** Dataset content follows **

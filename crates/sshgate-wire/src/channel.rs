//! Channel types and open-failure reasons.

use std::fmt;

/// SSH channel type (RFC 4254 section 5.1, OpenSSH streamlocal extensions).
#[derive(Debug, Clone, Copy, PartialEq, Eq, Hash)]
pub enum ChannelType {
    /// Interactive or one-shot program session.
    Session,
    /// Client-requested outbound TCP connection.
    DirectTcpIp,
    /// Server-initiated channel for a reverse-forwarded TCP connection.
    ForwardedTcpIp,
    /// Server-initiated X11 connection.
    X11,
    /// Client-requested outbound Unix socket connection.
    DirectStreamLocal,
    /// Server-initiated channel for a reverse-forwarded Unix socket.
    ForwardedStreamLocal,
}

impl ChannelType {
    /// All known channel types.
    pub const ALL: [Self; 6] = [
        Self::Session,
        Self::DirectTcpIp,
        Self::ForwardedTcpIp,
        Self::X11,
        Self::DirectStreamLocal,
        Self::ForwardedStreamLocal,
    ];

    /// The wire name of this channel type.
    #[must_use]
    pub const fn as_str(&self) -> &'static str {
        match self {
            Self::Session => "session",
            Self::DirectTcpIp => "direct-tcpip",
            Self::ForwardedTcpIp => "forwarded-tcpip",
            Self::X11 => "x11",
            Self::DirectStreamLocal => "direct-streamlocal@openssh.com",
            Self::ForwardedStreamLocal => "forwarded-streamlocal@openssh.com",
        }
    }

    /// Look up a channel type by wire name.
    #[must_use]
    pub fn parse(name: &str) -> Option<Self> {
        Self::ALL.into_iter().find(|t| t.as_str() == name)
    }
}

impl fmt::Display for ChannelType {
    fn fmt(&self, f: &mut fmt::Formatter<'_>) -> fmt::Result {
        f.write_str(self.as_str())
    }
}

/// Reason code sent in `SSH_MSG_CHANNEL_OPEN_FAILURE`.
#[derive(Debug, Clone, Copy, PartialEq, Eq, Hash)]
pub enum RejectionReason {
    /// `SSH_OPEN_ADMINISTRATIVELY_PROHIBITED`
    AdministrativelyProhibited,
    /// `SSH_OPEN_CONNECT_FAILED`
    ConnectFailed,
    /// `SSH_OPEN_UNKNOWN_CHANNEL_TYPE`
    UnknownChannelType,
    /// `SSH_OPEN_RESOURCE_SHORTAGE`
    ResourceShortage,
}

impl RejectionReason {
    /// Numeric reason code.
    #[must_use]
    pub const fn code(&self) -> u32 {
        match self {
            Self::AdministrativelyProhibited => 1,
            Self::ConnectFailed => 2,
            Self::UnknownChannelType => 3,
            Self::ResourceShortage => 4,
        }
    }

    /// Map a numeric reason code back to a reason.
    #[must_use]
    pub const fn from_code(code: u32) -> Option<Self> {
        match code {
            1 => Some(Self::AdministrativelyProhibited),
            2 => Some(Self::ConnectFailed),
            3 => Some(Self::UnknownChannelType),
            4 => Some(Self::ResourceShortage),
            _ => None,
        }
    }
}

impl fmt::Display for RejectionReason {
    fn fmt(&self, f: &mut fmt::Formatter<'_>) -> fmt::Result {
        let name = match self {
            Self::AdministrativelyProhibited => "administratively prohibited",
            Self::ConnectFailed => "connect failed",
            Self::UnknownChannelType => "unknown channel type",
            Self::ResourceShortage => "resource shortage",
        };
        f.write_str(name)
    }
}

** End of Dataset content **

Where a line of the data contains "RejectionReason", copy that line.

pub enum RejectionReason {
impl RejectionReason {
impl fmt::Display for RejectionReason {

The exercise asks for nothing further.